# suicide attempt preventing from joining?



## crate123 (17 Jun 2005)

When I was in grade 7 or 8, I attempted suicide.Teenage angst really. I went to a psychologist back then for a couple of months. I am now 20 years old and all that is far far behind me. I never took any medication for it. Will this prevent me from joining? Do I have to tell them at the medical? If I don't tell them, is it on my "record" and I'll get in trouble? I would much rather leave my past behind me and concentrate on a successful career in the army.
thanks


----------



## c4th (17 Jun 2005)

I knew a guy once who was denied enrolling because he had slashed his arms when he was younger.  The scars were obvious enough to the MO.  I don't believe it is a question at the interview or medical stage.

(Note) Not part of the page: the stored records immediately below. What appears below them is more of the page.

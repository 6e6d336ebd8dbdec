//! `SqliteQueryExecutor` — implements `QueryExecutor` (C2) against a
//! read-only SQLite connection opened per call.

use async_trait::async_trait;
use rusqlite::{Connection, Row};
use serde_json::Value;

use crate::ports::{QueryExecutionError, QueryExecutor, QueryResult};

use super::{classify_rusqlite_error, open_read_only};

#[derive(Debug, Clone, Copy, Default)]
pub struct SqliteQueryExecutor;

impl SqliteQueryExecutor {
    pub fn new() -> Self {
        Self
    }
}

#[async_trait]
impl QueryExecutor for SqliteQueryExecutor {
    async fn execute(
        &self,
        database_path: &str,
        query: &str,
        page: u32,
        page_size: u32,
    ) -> Result<QueryResult, QueryExecutionError> {
        let database_path = database_path.to_string();
        let query = query.to_string();
        let page = page.max(1);

        tokio::task::spawn_blocking(move || run_query(&database_path, &query, page, page_size))
            .await
            .map_err(|err| QueryExecutionError::Io(format!("query task panicked: {err}")))?
    }
}

fn run_query(database_path: &str, query: &str, page: u32, page_size: u32) -> Result<QueryResult, QueryExecutionError> {
    let conn = open_read_only(database_path)?;

    if has_limit_or_offset(query) {
        let (columns, rows) = execute_rows(&conn, query, &[])?;
        let total_rows = rows.len() as i64;
        return Ok(QueryResult {
            columns,
            total_rows,
            page: 1,
            page_size: rows.len() as u32,
            total_pages: 1,
            has_more: false,
            rows,
        });
    }

    let total_rows = count_rows(&conn, query)?;
    let offset = (page - 1) as i64 * page_size as i64;
    let paginated = format!("{query} LIMIT {page_size} OFFSET {offset}");
    let (columns, rows) = execute_rows(&conn, &paginated, &[])?;

    let total_pages = if page_size == 0 { 1 } else { ((total_rows as f64) / (page_size as f64)).ceil().max(1.0) as u32 };
    let has_more = total_rows > (page as i64) * (page_size as i64);

    Ok(QueryResult { columns, rows, total_rows, page, page_size, total_pages, has_more })
}

/// Detects a whole-word `LIMIT`/`OFFSET` token, the same convention as the
/// widget-mode check in `domain::sql`, but applied regardless of mode here —
/// this is about deciding *how to execute*, not whether the query is allowed.
fn has_limit_or_offset(query: &str) -> bool {
    let lower = query.to_lowercase();
    let padded = format!(" {lower} ");
    [" limit ", " limit(", " offset ", " offset("].iter().any(|token| padded.contains(token))
}

fn count_rows(conn: &Connection, query: &str) -> Result<i64, QueryExecutionError> {
    let wrapped = format!("SELECT COUNT(*) FROM ({query})");
    match conn.query_row(&wrapped, [], |row| row.get::<_, i64>(0)) {
        Ok(count) => Ok(count),
        Err(_) => {
            // Non-countable shapes (e.g. a bare pragma-like SELECT) fall back
            // to counting the bare query's own rows, per spec.md §4.2.
            let (_, rows) = execute_rows(conn, query, &[])?;
            Ok(rows.len() as i64)
        }
    }
}

fn execute_rows(conn: &Connection, query: &str, params: &[&dyn rusqlite::ToSql]) -> Result<(Vec<String>, Vec<Vec<Value>>), QueryExecutionError> {
    let mut stmt = conn.prepare(query).map_err(classify_rusqlite_error)?;
    let columns: Vec<String> = stmt.column_names().iter().map(|s| s.to_string()).collect();

    let rows = stmt
        .query_map(params, |row| row_to_values(row, columns.len()))
        .map_err(classify_rusqlite_error)?
        .collect::<Result<Vec<_>, _>>()
        .map_err(classify_rusqlite_error)?;

    Ok((columns, rows))
}

fn row_to_values(row: &Row, column_count: usize) -> rusqlite::Result<Vec<Value>> {
    (0..column_count)
        .map(|i| {
            let value: rusqlite::types::ValueRef = row.get_ref(i)?;
            Ok(match value {
                rusqlite::types::ValueRef::Null => Value::Null,
                rusqlite::types::ValueRef::Integer(n) => Value::from(n),
                rusqlite::types::ValueRef::Real(f) => serde_json::Number::from_f64(f).map(Value::Number).unwrap_or(Value::Null),
                rusqlite::types::ValueRef::Text(t) => Value::String(String::from_utf8_lossy(t).into_owned()),
                rusqlite::types::ValueRef::Blob(b) => Value::String(format!("<blob: {} bytes>", b.len())),
            })
        })
        .collect()
}

#[cfg(test)]
mod tests {
    use super::*;
    use rusqlite::Connection as RusqliteConnection;
    use tempfile::NamedTempFile;

    fn seeded_db() -> NamedTempFile {
        let file = NamedTempFile::new().unwrap();
        let conn = RusqliteConnection::open(file.path()).unwrap();
        conn.execute_batch(
            "CREATE TABLE users (id INTEGER PRIMARY KEY, name TEXT NOT NULL, age INTEGER);
             INSERT INTO users (name, age) VALUES ('alice', 30), ('bob', 25), ('carol', NULL);",
        )
        .unwrap();
        file
    }

    #[tokio::test]
    async fn executes_a_plain_select_with_pagination() {
        let db = seeded_db();
        let executor = SqliteQueryExecutor::new();
        let result = executor
            .execute(db.path().to_str().unwrap(), "SELECT * FROM users ORDER BY id", 1, 2)
            .await
            .unwrap();

        assert_eq!(result.columns, vec!["id", "name", "age"]);
        assert_eq!(result.rows.len(), 2);
        assert_eq!(result.total_rows, 3);
        assert!(result.has_more);
    }

    #[tokio::test]
    async fn second_page_has_no_more_rows() {
        let db = seeded_db();
        let executor = SqliteQueryExecutor::new();
        let result = executor
            .execute(db.path().to_str().unwrap(), "SELECT * FROM users ORDER BY id", 2, 2)
            .await
            .unwrap();

        assert_eq!(result.rows.len(), 1);
        assert!(!result.has_more);
    }

    #[tokio::test]
    async fn null_cells_are_preserved() {
        let db = seeded_db();
        let executor = SqliteQueryExecutor::new();
        let result = executor
            .execute(db.path().to_str().unwrap(), "SELECT age FROM users WHERE name = 'carol'", 1, 50)
            .await
            .unwrap();

        assert_eq!(result.rows[0][0], Value::Null);
    }

    #[tokio::test]
    async fn query_with_existing_limit_executes_as_is() {
        let db = seeded_db();
        let executor = SqliteQueryExecutor::new();
        let result = executor
            .execute(db.path().to_str().unwrap(), "SELECT * FROM users ORDER BY id LIMIT 1", 1, 50)
            .await
            .unwrap();

        assert_eq!(result.rows.len(), 1);
        assert_eq!(result.total_rows, 1);
        assert!(!result.has_more);
    }

    #[tokio::test]
    async fn missing_database_file_is_reported() {
        let executor = SqliteQueryExecutor::new();
        let err = executor.execute("/no/such/path.db", "SELECT 1", 1, 50).await.unwrap_err();
        assert!(matches!(err, QueryExecutionError::DatabaseNotFound(_)));
    }

    #[tokio::test]
    async fn unknown_table_is_classified_as_table_not_found() {
        let db = seeded_db();
        let executor = SqliteQueryExecutor::new();
        let err = executor
            .execute(db.path().to_str().unwrap(), "SELECT * FROM ghosts", 1, 50)
            .await
            .unwrap_err();
        assert!(matches!(err, QueryExecutionError::TableNotFound(_)));
    }
}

I wouldn't recommend lying about it if it does come up.


----------



## NavComm (17 Jun 2005)

I think the question is asked during the medical.


----------



## Dale Turner (17 Jun 2005)

When you are enrolling in the CF you will have to undergo a full medical exam. During that time you will probably be asked if you have any psychological "issues" or a mental health history. Be honest. You may be asked then to go for a psychological evaluation prior to your acceptance in to the forces. Dont look at that as a step back. But just an extra step the CF requires to ensure they are getting a well adjusted individual.

Good luck.


----------



## Pieman (17 Jun 2005)

Or be a step ahead of the game, and have the evaluation done prior to attending your medical. Will possibly save some time.


----------



## kincanucks (17 Jun 2005)

Pieman said:
			
		

> Or be a step ahead of the game, and have the evaluation done prior to attending your medical. Will possibly save some time.



Be careful doing that as you may not provide the correct information that the CF needs to make a proper assessment and you may end wasting money and causing further delay.  The recruiting medical person will provide you with the proper forms to be given to outside medical agencies.


----------